De nombreuses questions persistent sur l’expédition Andrée. Que c’est il passé? De quoi sont ils réellement morts? Pourquoi le premier mort n’a t’il pas été signalé dans le carnet des survivants?
Les restes de l’expédition Andrée ont été retrouvé le 6 Août 1930 par le Bratvaag commandé par le capitaine Peder Eliassen. Le Bratvaag, un phoquier construit par Colin Archer, architecte norvégien qui conçut aussi le Fram de Nansen qui résista à trois ans de dérive sur les glaces de l’arctique.
Ils ramenèrent à Tromsø les restes d’Andrée et de Strindberg, et une foule de matériel, sextant, boussole, chronomètres et les précieux journaux de bord qui allaient révéler tous les périples du drame.
Une autre expédition parti juste après l’annonce de la découverte des restes de l’expédition Andrée, le Isbjorn ramena le corps de Fraenkel et d’autres vestiges dont les plaques photographiques Eastmann dont la date de péremption était Février 1898 mais que la glace avait parfaitement conservée.
Les dernières notes écrites sont de Strindberg: “17 Octobre, retour à 7 heures du soir”.
Les dangers inhérents à cette expédition furent négligés par Andrée. Une conduite efficace du ballon était nécessaire à la bonne marche du voyage, mais le dispositif de conduite, développé par Andrée et utilisant un système de guideropes, montrait de nombreux signes de faiblesse. Ce sont ces guideropes qui scellèrent le sort de l’expédition. Pire encore, Örnen (l’Aigle), le ballon de l’expédition, fut directement livré au Svalbard par son constructeur parisien sans aucun test préalable. Andrée refusa par ailleurs d’envisager les conséquences alarmantes de mesures montrant que le ballon fuyait plus que prévu.

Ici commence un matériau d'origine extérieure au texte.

use std::str::FromStr;

use bizagent_core::models::{
    campaign::{Campaign, CampaignStatus},
    company::Company,
    oauth::OAuthToken,
    template::EmailTemplate,
    time_slot::TimeSlot,
};
use chrono::{DateTime, Utc};
use serde::{Deserialize, Serialize};
use sqlx::FromRow;
use uuid::Uuid;

#[derive(Debug, Clone, Serialize, Deserialize, FromRow)]
pub struct DbCompany {
    pub id: Uuid,
    pub name: String,
    pub website: Option<String>,
    pub email: Option<String>,
    pub phone: Option<String>,
    pub address: Option<String>,
    pub contact_person: Option<String>,
    pub industry: Option<String>,
    pub size: Option<String>,
    pub created_at: DateTime<Utc>,
    pub updated_at: DateTime<Utc>,
}

#[derive(Debug, Clone, Serialize, Deserialize, FromRow)]
pub struct DbEmailTemplate {
    pub id: Uuid,
    pub name: String,
    pub category: String,
    pub subject: String,
    pub html_content: String,
    pub text_content: Option<String>,
    pub created_at: DateTime<Utc>,
}

#[derive(Debug, Clone, Serialize, Deserialize, FromRow)]
pub struct DbCampaign {
    pub id: Uuid,
    pub name: String,
    pub description: Option<String>,
    pub status: String,
    pub template_id: Uuid,
    pub created_at: DateTime<Utc>,
    pub updated_at: DateTime<Utc>,
}

#[derive(Debug, Clone, Serialize, Deserialize, FromRow)]
pub struct DbCampaignCompany {
    pub id: Uuid,
    pub campaign_id: Uuid,
    pub company_id: Uuid,
    pub sent: bool,
    pub sent_at: Option<DateTime<Utc>>,
    pub message_id: Option<String>,
    pub error: Option<String>,
    pub delivered: bool,
    pub opened: bool,
    pub clicked: bool,
    pub bounced: bool,
    pub created_at: DateTime<Utc>,
}

#[derive(Debug, Clone, Serialize, Deserialize, FromRow)]
pub struct DbTimeSlot {
    pub id: Uuid,
    pub start_time: DateTime<Utc>,
    pub end_time: DateTime<Utc>,
    pub calendar_event_id: Option<String>,
    pub is_booked: bool,
    pub created_at: DateTime<Utc>,
}

#[derive(Debug, Clone, Serialize, Deserialize)]
pub struct NewTimeSlot {
    pub start_time: DateTime<Utc>,
    pub end_time: DateTime<Utc>,
    pub calendar_event_id: Option<String>,
}

#[derive(Debug, Clone, Serialize, Deserialize, FromRow)]
pub struct DbOAuthToken {
    pub provider: String,
    pub access_token: String,
    pub refresh_token: Option<String>,
    pub expires_at: Option<DateTime<Utc>>,
    pub scopes: Vec<String>,
    pub token_type: String,
    pub updated_at: DateTime<Utc>,
}

impl From<DbCompany> for Company {
    fn from(row: DbCompany) -> Self {
        Company {
            id: row.id,
            name: row.name,
            website: row.website,
            email: row.email,
            phone: row.phone,
            address: row.address,
            contact_person: row.contact_person,
            industry: row.industry,
            size: row.size,
            created_at: row.created_at,
            updated_at: row.updated_at,
        }
    }
}

impl From<DbEmailTemplate> for EmailTemplate {
    fn from(row: DbEmailTemplate) -> Self {
        EmailTemplate {
            id: row.id,
            name: row.name,
            category: row.category,
            subject: row.subject,
            html_content: row.html_content,
            text_content: row.text_content,
            created_at: row.created_at,
        }
    }
}

impl TryFrom<DbCampaign> for Campaign {
    type Error = eyre::Report;

    fn try_from(row: DbCampaign) -> Result<Self, Self::Error> {
        let status = CampaignStatus::from_str(&row.status)
            .map_err(|e| eyre::eyre!("Campaign {} has invalid status: {}", row.id, e))?;

        Ok(Campaign {
            id: row.id,
            name: row.name,
            description: row.description,
            status,
            template_id: row.template_id,
            created_at: row.created_at,
            updated_at: row.updated_at,
        })
    }
}

impl From<DbTimeSlot> for TimeSlot {
    fn from(row: DbTimeSlot) -> Self {
        TimeSlot {
            id: row.id,
            start_time: row.start_time,
            end_time: row.end_time,
            calendar_event_id: row.calendar_event_id,
            is_booked: row.is_booked,
            created_at: row.created_at,
        }
    }
}

impl From<DbOAuthToken> for OAuthToken {
    fn from(row: DbOAuthToken) -> Self {
        OAuthToken {
            provider: row.provider,
            access_token: row.access_token,
            refresh_token: row.refresh_token,
            expires_at: row.expires_at,
            scopes: row.scopes,
            token_type: row.token_type,
            updated_at: row.updated_at,
        }
    }
}
use chrono::{DateTime, Utc};
use serde::{Deserialize, Serialize};
use uuid::Uuid;

#[derive(Debug, Clone, PartialEq, Serialize, Deserialize)]
#[serde(rename_all = "camelCase")]
pub struct TimeSlot {
    pub id: Uuid,
    pub start_time: DateTime<Utc>,
    pub end_time: DateTime<Utc>,
    pub calendar_event_id: Option<String>,
    pub is_booked: bool,
    pub created_at: DateTime<Utc>,
}

/// An event as read from the external calendar.
#[derive(Debug, Clone, PartialEq, Serialize, Deserialize)]
#[serde(rename_all = "camelCase")]
pub struct CalendarEvent {
    pub id: String,
    pub summary: Option<String>,
    pub start: Option<DateTime<Utc>>,
    pub end: Option<DateTime<Utc>>,
}

#[derive(Debug, Clone, Default, PartialEq, Serialize, Deserialize)]
#[serde(rename_all = "camelCase")]
pub struct ClearSlotsSummary {
    pub slots_deleted: u64,
    pub events_deleted: u64,
    pub event_failures: u64,
}

#[derive(Debug, Clone, Default, PartialEq, Serialize, Deserialize)]
#[serde(rename_all = "camelCase")]
pub struct CreateSlotsSummary {
    pub slots_created: u64,
    pub events_created: u64,
    pub event_failures: u64,
}

#[derive(Debug, Clone, Default, PartialEq, Serialize, Deserialize)]
#[serde(rename_all = "camelCase")]
pub struct CleanSlotsSummary {
    pub cleared: ClearSlotsSummary,
    pub created: CreateSlotsSummary,
}

#[derive(Debug, Clone, Default, Deserialize)]
#[serde(rename_all = "camelCase")]
pub struct CreateSlotsRequest {
    pub count: Option<usize>,
}

#[derive(Debug, Clone, Deserialize)]
#[serde(rename_all = "camelCase")]
pub struct DeleteEventRequest {
    pub event_id: String,
}

#[derive(Debug, Clone, Default, Deserialize)]
pub struct EventsQuery {
    pub days: Option<i64>,
}
use crate::models::DbCampaignCompany;
use bizagent_core::models::campaign::DeliveryEvent;
use chrono::Utc;
use eyre::{eyre, Result};
use sqlx::{Pool, Postgres};
use uuid::Uuid;

const RECIPIENT_COLUMNS: &str = "id, campaign_id, company_id, sent, sent_at, message_id, error, \
                                 delivered, opened, clicked, bounced, created_at";

pub async fn add_company_to_campaign(
    pool: &Pool<Postgres>,
    campaign_id: Uuid,
    company_id: Uuid,
) -> Result<DbCampaignCompany> {
    let row = sqlx::query_as::<_, DbCampaignCompany>(&format!(
        r#"
        INSERT INTO campaign_companies (id, campaign_id, company_id, created_at)
        VALUES ($1, $2, $3, $4)
        RETURNING {}
        "#,
        RECIPIENT_COLUMNS
    ))
    .bind(Uuid::new_v4())
    .bind(campaign_id)
    .bind(company_id)
    .bind(Utc::now())
    .fetch_one(pool)
    .await?;

    Ok(row)
}

pub async fn get_campaign_companies(
    pool: &Pool<Postgres>,
    campaign_id: Uuid,
) -> Result<Vec<DbCampaignCompany>> {
    let rows = sqlx::query_as::<_, DbCampaignCompany>(&format!(
        r#"
        SELECT {}
        FROM campaign_companies
        WHERE campaign_id = $1
        ORDER BY created_at ASC
        "#,
        RECIPIENT_COLUMNS
    ))
    .bind(campaign_id)
    .fetch_all(pool)
    .await?;

    Ok(rows)
}

pub async fn mark_sent(
    pool: &Pool<Postgres>,
    id: Uuid,
    message_id: Option<&str>,
) -> Result<DbCampaignCompany> {
    let row = sqlx::query_as::<_, DbCampaignCompany>(&format!(
        r#"
        UPDATE campaign_companies
        SET sent = TRUE, sent_at = $2, message_id = $3, error = NULL
        WHERE id = $1
        RETURNING {}
        "#,
        RECIPIENT_COLUMNS
    ))
    .bind(id)
    .bind(Utc::now())
    .bind(message_id)
    .fetch_optional(pool)
    .await?
    .ok_or_else(|| eyre!("Campaign recipient not found"))?;

    Ok(row)
}

pub async fn mark_failed(pool: &Pool<Postgres>, id: Uuid, error: &str) -> Result<DbCampaignCompany> {
    let row = sqlx::query_as::<_, DbCampaignCompany>(&format!(
        r#"
        UPDATE campaign_companies
        SET error = $2
        WHERE id = $1
        RETURNING {}
        "#,
        RECIPIENT_COLUMNS
    ))
    .bind(id)
    .bind(error)
    .fetch_optional(pool)
    .await?
    .ok_or_else(|| eyre!("Campaign recipient not found"))?;

    Ok(row)
}

/// Flags the recipient that was sent `message_id`. Returns `None` for unknown ids.
pub async fn record_event(
    pool: &Pool<Postgres>,
    message_id: &str,
    event: DeliveryEvent,
) -> Result<Option<DbCampaignCompany>> {
    let column = match event {
        DeliveryEvent::Delivered => "delivered",
        DeliveryEvent::Opened => "opened",
        DeliveryEvent::Clicked => "clicked",
        DeliveryEvent::Bounced => "bounced",
    };

    let row = sqlx::query_as::<_, DbCampaignCompany>(&format!(
        r#"
        UPDATE campaign_companies
        SET {} = TRUE
        WHERE message_id = $1
        RETURNING {}
        "#,
        column, RECIPIENT_COLUMNS
    ))
    .bind(message_id)
    .fetch_optional(pool)
    .await?;

    Ok(row)
}
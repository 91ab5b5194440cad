//! # API Configuration Module
//!
//! Loads the HTTP server settings from environment variables, with defaults
//! where a sensible one exists.
//!
//! ## Environment Variables
//!
//! - `API_HOST`: The host address to bind the server to (default: "0.0.0.0")
//! - `API_PORT`: The port to listen on (default: 3000)
//! - `DATABASE_URL`: PostgreSQL connection string (required)
//! - `LOG_LEVEL`: Logging level (default: "info")
//! - `API_CORS_ORIGINS`: Comma-separated list of allowed CORS origins
//! - `API_REQUEST_TIMEOUT_SECONDS`: Per-request timeout (default: 30)
//! - `MAIL_PROVIDER`: `gmail`, `mailjet` or `mock` (default: "mock")

use std::env;

use bizagent_services::config::MailProvider;
use eyre::{Result, WrapErr};
use tracing::Level;

/// Configuration for the Biz-Agent API server
///
/// # Example
///
/// ```no_run
/// use eyre::Result;
/// use bizagent_api::config::ApiConfig;
///
/// fn example() -> Result<()> {
///     let config = ApiConfig::from_env()?;
///     println!("Starting server on {}:{}", config.host, config.port);
///     Ok(())
/// }
/// ```
#[derive(Debug, Clone)]
pub struct ApiConfig {
    /// Host address for the API server (e.g., "127.0.0.1", "0.0.0.0")
    pub host: String,

    /// Port for the API server to listen on
    pub port: u16,

    /// PostgreSQL database connection string
    pub database_url: String,

    /// Log level for the application
    pub log_level: Level,

    /// CORS allowed origins (optional)
    pub cors_origins: Option<Vec<String>>,

    /// Request timeout in seconds
    pub request_timeout: u64,

    /// Transport used for outreach email
    pub mail_provider: MailProvider,
}

impl ApiConfig {
    /// Creates a new ApiConfig from environment variables
    ///
    /// # Errors
    ///
    /// This function will return an error if:
    /// - The DATABASE_URL environment variable is not set
    /// - The API_PORT value cannot be parsed as a u16
    /// - The MAIL_PROVIDER value is not a known provider
    pub fn from_env() -> Result<Self> {
        // Network settings
        let host = env::var("API_HOST").unwrap_or_else(|_| "0.0.0.0".to_string());
        let port = env::var("API_PORT")
            .unwrap_or_else(|_| "3000".to_string())
            .parse()
            .wrap_err("Invalid API_PORT value")?;

        // Database settings
        let database_url = env::var("DATABASE_URL")
            .wrap_err("DATABASE_URL environment variable must be set")?;

        let log_level = parse_log_level(&env::var("LOG_LEVEL").unwrap_or_else(|_| "info".to_string()));

        // CORS settings
        let cors_origins = env::var("API_CORS_ORIGINS").ok().map(|origins| {
            origins
                .split(',')
                .map(|s| s.trim().to_string())
                .filter(|s| !s.is_empty())
                .collect()
        });

        let request_timeout = env::var("API_REQUEST_TIMEOUT_SECONDS")
            .unwrap_or_else(|_| "30".to_string())
            .parse()
            .unwrap_or(30);

        let mail_provider = env::var("MAIL_PROVIDER")
            .unwrap_or_else(|_| "mock".to_string())
            .parse()?;

        Ok(Self {
            host,
            port,
            database_url,
            log_level,
            cors_origins,
            request_timeout,
            mail_provider,
        })
    }

    /// Returns the server address as a string (e.g., "127.0.0.1:8080")
    pub fn server_addr(&self) -> String {
        format!("{}:{}", self.host, self.port)
    }
}

/// Unknown levels fall back to INFO.
pub fn parse_log_level(value: &str) -> Level {
    match value.trim().to_ascii_lowercase().as_str() {
        "trace" => Level::TRACE,
        "debug" => Level::DEBUG,
        "info" => Level::INFO,
        "warn" => Level::WARN,
        "error" => Level::ERROR,
        _ => Level::INFO,
    }
}

#[cfg(test)]
mod tests {
    use super::*;

    #[test]
    fn test_parse_log_level() {
        assert_eq!(parse_log_level("DEBUG"), Level::DEBUG);
        assert_eq!(parse_log_level("warn"), Level::WARN);
        assert_eq!(parse_log_level("verbose"), Level::INFO);
    }

    #[test]
    fn test_server_addr() {
        let config = ApiConfig {
            host: "127.0.0.1".to_string(),
            port: 8080,
            database_url: "postgres://localhost/bizagent".to_string(),
            log_level: Level::INFO,
            cors_origins: None,
            request_timeout: 30,
            mail_provider: MailProvider::Mock,
        };
        assert_eq!(config.server_addr(), "127.0.0.1:8080");
    }
}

Le ballon de l’expédition Andrée
Construit à Paris par le fabricant français Henri Lachambre, il était à l’origine de forme sphérique puis fut élargi en sa partie médiane, par le renfort de deux bandes pendant l’hiver 1896-1897. Légèrement ovale, sa capacité était de 4.800 mètres cubes. Un jeu de trois soupapes (deux latérales et une à la base) permettait l’évacuation du gaz à l’atterrissage qui était renforcée par un panneau de déchirure. L’absence de soupape dans sa partie supérieure le différenciait des autres ballons. Le filet, fabriqué en chanvre était imperméabilisé par un enduit de vaseline paraffinée, et se terminait par 48 cordes qui s’attachaient au cercle de charge. Une calotte de soie, fixée au sommet du ballon, protégeait les nœuds des mailles de l’accumulation de la neige et du givre.
La nacelle faite d’osier et de rotin était cylindrique et recouverte d’une bâche. Une trappe donnait accès à l’intérieur de la nacelle où se trouvaient trois couchettes ainsi que les accessoires utiles à l’expédition. On pouvait accéder de la nacelle au cercle de charge grâce à une échelle de corde. Celui-ci était équipé de nombreuses poches, contenant, pour la plupart, des vivres.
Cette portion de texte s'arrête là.